Dupond-Moretti a donc l'air de tenir une position de bon sens : les catastrophes naturelles sont à première vue des sinistres sans coupable. D'autres désastres, au contraire, nous font spontanément chercher un agent humain, ayant provoqué l’événement soit sciemment par mauvaise intention (un attentat terroriste), soit involontairement par incompétence ou négligence (accident nucléaire de Tchernobyl).
Revenons au tremblement de terre de Lisbonne. Rousseau s'oppose à Voltaire, affirmant qu'il y a bel et bien une responsabilité humaine. Pas au sens où, les Hommes ayant fauté, Dieu les punirait, mais simplement par leurs choix d'urbanisation : "Convenez, par exemple, que la nature n’avait point rassemblé là vingt mille maisons de six à sept étages, et que, si les habitants de cette grande ville eussent été dispersés plus également et plus légèrement logés, le dégât eût été beaucoup moindre et peut-être nul."
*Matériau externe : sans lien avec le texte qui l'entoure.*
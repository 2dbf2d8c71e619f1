//! Dispatch engine: fans chunks out to receiver nodes.
//!
//! A single bounded queue feeds a fixed pool of workers. Producers block
//! when the queue is full; workers block when it is empty. Each worker owns
//! one chunk at a time and drives its `DeliveryMachine` to a terminal state:
//! rotate nodes, back off, give up after the retry ceiling. A failed chunk
//! never stops the engine or any other chunk.
//!
//! Lifecycle:
//!   new → queue()/enqueue … → run → wait (closes queue, drains, summarises)
//!
//! Cancellation is observed between attempts and during backoff sleeps.
//! Whatever a worker holds at that point, and everything still queued, is
//! counted as cancelled without being attempted.

use std::sync::atomic::{AtomicU64, Ordering};
use std::sync::Arc;
use std::time::Duration;

use tokio::sync::{mpsc, watch, Mutex};
use tokio::task::JoinSet;

use fanout_core::chunk::Chunk;
use fanout_core::config::SenderConfig;
use fanout_core::retry::{AttemptOutcome, DeliveryMachine, RetryPolicy, Transition};

use crate::transport::{ChunkTransport, TransportError};

// ── Configuration ─────────────────────────────────────────────────────────────

#[derive(Debug, Clone)]
pub struct DispatchConfig {
    /// Receiver addresses, `host:port`. Attempt N goes to `nodes[N % len]`.
    pub nodes: Vec<String>,
    pub workers: usize,
    pub queue_capacity: usize,
    pub retry: RetryPolicy,
    /// Deadline for a single send call. Exceeding it is a transport failure.
    pub rpc_timeout: Duration,
}

impl DispatchConfig {
    /// Build from the sender section of the config file.
    ///
    /// A configured capacity of zero means "room for the whole file".
    pub fn from_sender(config: &SenderConfig, total_chunks: u32) -> Self {
        let queue_capacity = match config.queue_capacity {
            0 => (total_chunks as usize).max(1),
            n => n,
        };
        Self {
            nodes: config.nodes.clone(),
            workers: config.workers,
            queue_capacity,
            retry: config.retry_policy(),
            rpc_timeout: config.rpc_timeout(),
        }
    }

    fn validate(&self) -> Result<(), DispatchError> {
        if self.nodes.is_empty() {
            return Err(DispatchError::EmptyNodeList);
        }
        if self.workers == 0 {
            return Err(DispatchError::ZeroWorkers);
        }
        if self.queue_capacity == 0 {
            return Err(DispatchError::ZeroCapacity);
        }
        Ok(())
    }
}

#[derive(Debug, Clone, PartialEq, Eq, thiserror::Error)]
pub enum DispatchError {
    #[error("node list is empty")]
    EmptyNodeList,

    #[error("worker count must be at least 1")]
    ZeroWorkers,

    #[error("queue capacity must be at least 1")]
    ZeroCapacity,

    #[error("dispatch was cancelled")]
    Cancelled,

    #[error("dispatch queue is closed")]
    QueueClosed,
}

// ── Progress ──────────────────────────────────────────────────────────────────

/// Delivered-chunk counter shared between workers and the display.
///
/// Only ever incremented, once per delivered chunk, so it never decreases
/// and never exceeds `total`.
#[derive(Debug, Clone)]
pub struct Progress {
    delivered: Arc<AtomicU64>,
    total: u64,
}

impl Progress {
    pub fn new(total: u64) -> Self {
        Self {
            delivered: Arc::new(AtomicU64::new(0)),
            total,
        }
    }

    pub fn delivered(&self) -> u64 {
        self.delivered.load(Ordering::Relaxed)
    }

    pub fn total(&self) -> u64 {
        self.total
    }

    pub fn is_complete(&self) -> bool {
        self.delivered() >= self.total
    }

    fn record_delivery(&self) {
        self.delivered.fetch_add(1, Ordering::Relaxed);
    }
}

// ── Summary ───────────────────────────────────────────────────────────────────

/// A chunk that exhausted its retry ceiling.
#[derive(Debug, Clone, PartialEq, Eq)]
pub struct ChunkFailure {
    pub file_id: String,
    pub index: u32,
    pub attempts: u32,
    pub last_error: String,
}

#[derive(Debug, Clone, Default, PartialEq, Eq)]
pub struct DispatchSummary {
    pub delivered: u64,
    pub failed: u64,
    pub cancelled: u64,
    pub failures: Vec<ChunkFailure>,
}

impl DispatchSummary {
    fn merge(&mut self, other: DispatchSummary) {
        self.delivered += other.delivered;
        self.failed += other.failed;
        self.cancelled += other.cancelled;
        self.failures.extend(other.failures);
    }
}

// ── Queue handle ──────────────────────────────────────────────────────────────

/// Producer side of the engine's queue. Cheap to clone.
///
/// The queue stays open while any handle is alive, so producers must drop
/// their handles before `DispatchEngine::wait` can finish.
#[derive(Clone)]
pub struct ChunkQueue {
    tx: mpsc::Sender<Chunk>,
    cancel: watch::Receiver<bool>,
}

impl ChunkQueue {
    /// Add a chunk, waiting while the queue is full.
    pub async fn enqueue(&self, chunk: Chunk) -> Result<(), DispatchError> {
        let mut cancel = self.cancel.clone();
        if *cancel.borrow() {
            return Err(DispatchError::Cancelled);
        }
        tokio::select! {
            sent = self.tx.send(chunk) => sent.map_err(|_| DispatchError::QueueClosed),
            _ = cancelled(&mut cancel) => Err(DispatchError::Cancelled),
        }
    }

    /// Blocking variant for producers on a plain thread. Must not be called
    /// from inside the async runtime.
    pub fn blocking_enqueue(&self, chunk: Chunk) -> Result<(), DispatchError> {
        if *self.cancel.borrow() {
            return Err(DispatchError::Cancelled);
        }
        self.tx
            .blocking_send(chunk)
            .map_err(|_| DispatchError::QueueClosed)
    }

    pub fn is_cancelled(&self) -> bool {
        *self.cancel.borrow()
    }
}

/// Requests cancellation of a running dispatch.
#[derive(Clone)]
pub struct CancelHandle {
    tx: Arc<watch::Sender<bool>>,
}

impl CancelHandle {
    pub fn cancel(&self) {
        self.tx.send_replace(true);
    }
}

/// Resolves once cancellation is requested. Never resolves if the sender
/// is gone without having cancelled.
async fn cancelled(rx: &mut watch::Receiver<bool>) {
    if rx.wait_for(|c| *c).await.is_err() {
        std::future::pending::<()>().await;
    }
}

// ── Engine ────────────────────────────────────────────────────────────────────

/// A chunk in flight together with its retry state.
struct TransferJob {
    chunk: Chunk,
    machine: DeliveryMachine,
}

enum JobOutcome {
    Delivered,
    Failed(ChunkFailure),
    Cancelled,
}

struct Shared<T> {
    nodes: Vec<String>,
    retry: RetryPolicy,
    rpc_timeout: Duration,
    transport: Arc<T>,
    queue: Mutex<mpsc::Receiver<Chunk>>,
    progress: Progress,
}

pub struct DispatchEngine<T: ChunkTransport> {
    shared: Arc<Shared<T>>,
    workers: usize,
    tx: mpsc::Sender<Chunk>,
    cancel: Arc<watch::Sender<bool>>,
    running: JoinSet<DispatchSummary>,
    started: bool,
}

impl<T: ChunkTransport> DispatchEngine<T> {
    /// Build an engine. `total` is the number of chunks the caller intends
    /// to enqueue and only feeds the progress display.
    pub fn new(config: DispatchConfig, transport: Arc<T>, total: u64) -> Result<Self, DispatchError> {
        config.validate()?;
        let (tx, rx) = mpsc::channel(config.queue_capacity);
        let (cancel, _) = watch::channel(false);
        Ok(Self {
            shared: Arc::new(Shared {
                nodes: config.nodes,
                retry: config.retry,
                rpc_timeout: config.rpc_timeout,
                transport,
                queue: Mutex::new(rx),
                progress: Progress::new(total),
            }),
            workers: config.workers,
            tx,
            cancel: Arc::new(cancel),
            running: JoinSet::new(),
            started: false,
        })
    }

    pub fn queue(&self) -> ChunkQueue {
        ChunkQueue {
            tx: self.tx.clone(),
            cancel: self.cancel.subscribe(),
        }
    }

    pub async fn enqueue(&self, chunk: Chunk) -> Result<(), DispatchError> {
        self.queue().enqueue(chunk).await
    }

    pub fn progress(&self) -> Progress {
        self.shared.progress.clone()
    }

    pub fn cancel_handle(&self) -> CancelHandle {
        CancelHandle {
            tx: self.cancel.clone(),
        }
    }

    /// Start the worker pool. Calling it again is a no-op.
    pub fn run(&mut self) {
        if self.started {
            return;
        }
        self.started = true;
        tracing::info!(
            workers = self.workers,
            nodes = self.shared.nodes.len(),
            "dispatch starting"
        );
        for id in 0..self.workers {
            self.running
                .spawn(worker(id, self.shared.clone(), self.cancel.subscribe()));
        }
    }

    /// Close the queue and wait for every worker to finish.
    ///
    /// Never fails because chunks failed; compare `delivered` with the
    /// number enqueued.
    pub async fn wait(mut self) -> DispatchSummary {
        self.run();
        drop(self.tx);

        let mut summary = DispatchSummary::default();
        while let Some(done) = self.running.join_next().await {
            match done {
                Ok(tally) => summary.merge(tally),
                Err(e) => tracing::error!(error = %e, "dispatch worker panicked"),
            }
        }
        tracing::info!(
            delivered = summary.delivered,
            failed = summary.failed,
            cancelled = summary.cancelled,
            "dispatch finished"
        );
        summary
    }
}

async fn worker<T: ChunkTransport>(
    id: usize,
    shared: Arc<Shared<T>>,
    mut cancel: watch::Receiver<bool>,
) -> DispatchSummary {
    let mut tally = DispatchSummary::default();

    loop {
        let next = tokio::select! {
            biased;
            _ = cancelled(&mut cancel) => break,
            chunk = async { shared.queue.lock().await.recv().await } => chunk,
        };
        let Some(chunk) = next else {
            tracing::debug!(worker = id, "queue drained, worker exiting");
            return tally;
        };

        let job = TransferJob {
            machine: DeliveryMachine::new(shared.retry, shared.nodes.len()),
            chunk,
        };
        match deliver(&shared, job, &mut cancel).await {
            JobOutcome::Delivered => tally.delivered += 1,
            JobOutcome::Failed(failure) => {
                tally.failed += 1;
                tally.failures.push(failure);
            }
            JobOutcome::Cancelled => {
                tally.cancelled += 1;
                break;
            }
        }
    }

    // Cancelled: keep pulling so blocked producers wake, but attempt nothing.
    while let Some(_chunk) = shared.queue.lock().await.recv().await {
        tally.cancelled += 1;
    }
    tracing::debug!(worker = id, cancelled = tally.cancelled, "worker cancelled");
    tally
}

async fn deliver<T: ChunkTransport>(
    shared: &Shared<T>,
    mut job: TransferJob,
    cancel: &mut watch::Receiver<bool>,
) -> JobOutcome {
    loop {
        if *cancel.borrow() {
            return JobOutcome::Cancelled;
        }
        let Some(node_index) = job.machine.begin_attempt() else {
            // Unreachable: terminal transitions return below.
            return JobOutcome::Cancelled;
        };
        let node = &shared.nodes[node_index];
        let attempt = job.machine.attempts() + 1;

        let outcome = match send_with_deadline(shared, node, &job.chunk).await {
            Ok(ack) if ack.success => AttemptOutcome::Delivered,
            Ok(ack) => AttemptOutcome::Rejected(ack.message),
            Err(e) if e.is_transport() => AttemptOutcome::TransportFailed(e.to_string()),
            Err(e) => AttemptOutcome::Rejected(e.to_string()),
        };

        match job.machine.complete(outcome) {
            Transition::Delivered => {
                shared.progress.record_delivery();
                tracing::debug!(
                    file_id = %job.chunk.file_id,
                    index = job.chunk.index,
                    node = %node,
                    attempt,
                    "chunk delivered"
                );
                return JobOutcome::Delivered;
            }
            Transition::Retry { backoff } => {
                tracing::warn!(
                    file_id = %job.chunk.file_id,
                    index = job.chunk.index,
                    node = %node,
                    attempt,
                    error = job.machine.last_error().unwrap_or_default(),
                    backoff_ms = backoff.as_millis() as u64,
                    "delivery attempt failed"
                );
                tokio::select! {
                    _ = tokio::time::sleep(backoff) => {}
                    _ = cancelled(cancel) => return JobOutcome::Cancelled,
                }
            }
            Transition::Exhausted => {
                let last_error = job.machine.last_error().unwrap_or_default().to_string();
                tracing::error!(
                    file_id = %job.chunk.file_id,
                    index = job.chunk.index,
                    attempts = job.machine.attempts(),
                    error = %last_error,
                    "chunk permanently failed"
                );
                return JobOutcome::Failed(ChunkFailure {
                    file_id: job.chunk.file_id,
                    index: job.chunk.index,
                    attempts: job.machine.attempts(),
                    last_error,
                });
            }
        }
    }
}

async fn send_with_deadline<T: ChunkTransport>(
    shared: &Shared<T>,
    node: &str,
    chunk: &Chunk,
) -> Result<crate::service::Ack, TransportError> {
    match tokio::time::timeout(shared.rpc_timeout, shared.transport.send_chunk(node, chunk)).await {
        Ok(result) => result,
        Err(_) => Err(TransportError::Timeout {
            node: node.to_string(),
            after: shared.rpc_timeout,
        }),
    }
}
On peut donc tout à fait reconnaître à la fois le caractère naturel ou indépendant de la volonté humaine de certains phénomènes (c'est le cas pour le séisme) et le rôle déterminant de facteurs humains pour la gravité de leurs conséquences : un séisme en plein désert ne tue personne, mais des immeubles qui s'effondrent font de nombreuses victimes.
Qu’il s’agisse d’accident domestique, industriel ou de catastrophes naturelles (séisme, cyclone, avalanches), ce qui compte pour calculer un risque, c'est-à-dire la probabilité d’un dommage, c’est toujours la combinaison de trois facteurs : un aléa, une exposition, une vulnérabilité.
Dans le cas des séismes, par exemple, il y a des zones du globe plus ou moins exposées, des bâtiments plus ou moins vulnérables en fonction de leur capacité à endurer des secousses d’une certaine magnitude sans s'effondrer. De sorte qu'il n’y a pas correspondance systématique entre la force de l'aléa et les dégâts humains.
La notion de vulnérabilité ne concerne pas seulement les infrastructures, mais aussi les conditions de vie et les inégalités sociales. Des bidonvilles sans système d’évacuation des eaux usées sont plus vulnérables à une épidémie. Il est donc plus judicieux de parler d'une multitude de risques pesant sur des groupes plus ou moins vulnérables plutôt que d’un risque global pesant sur une population.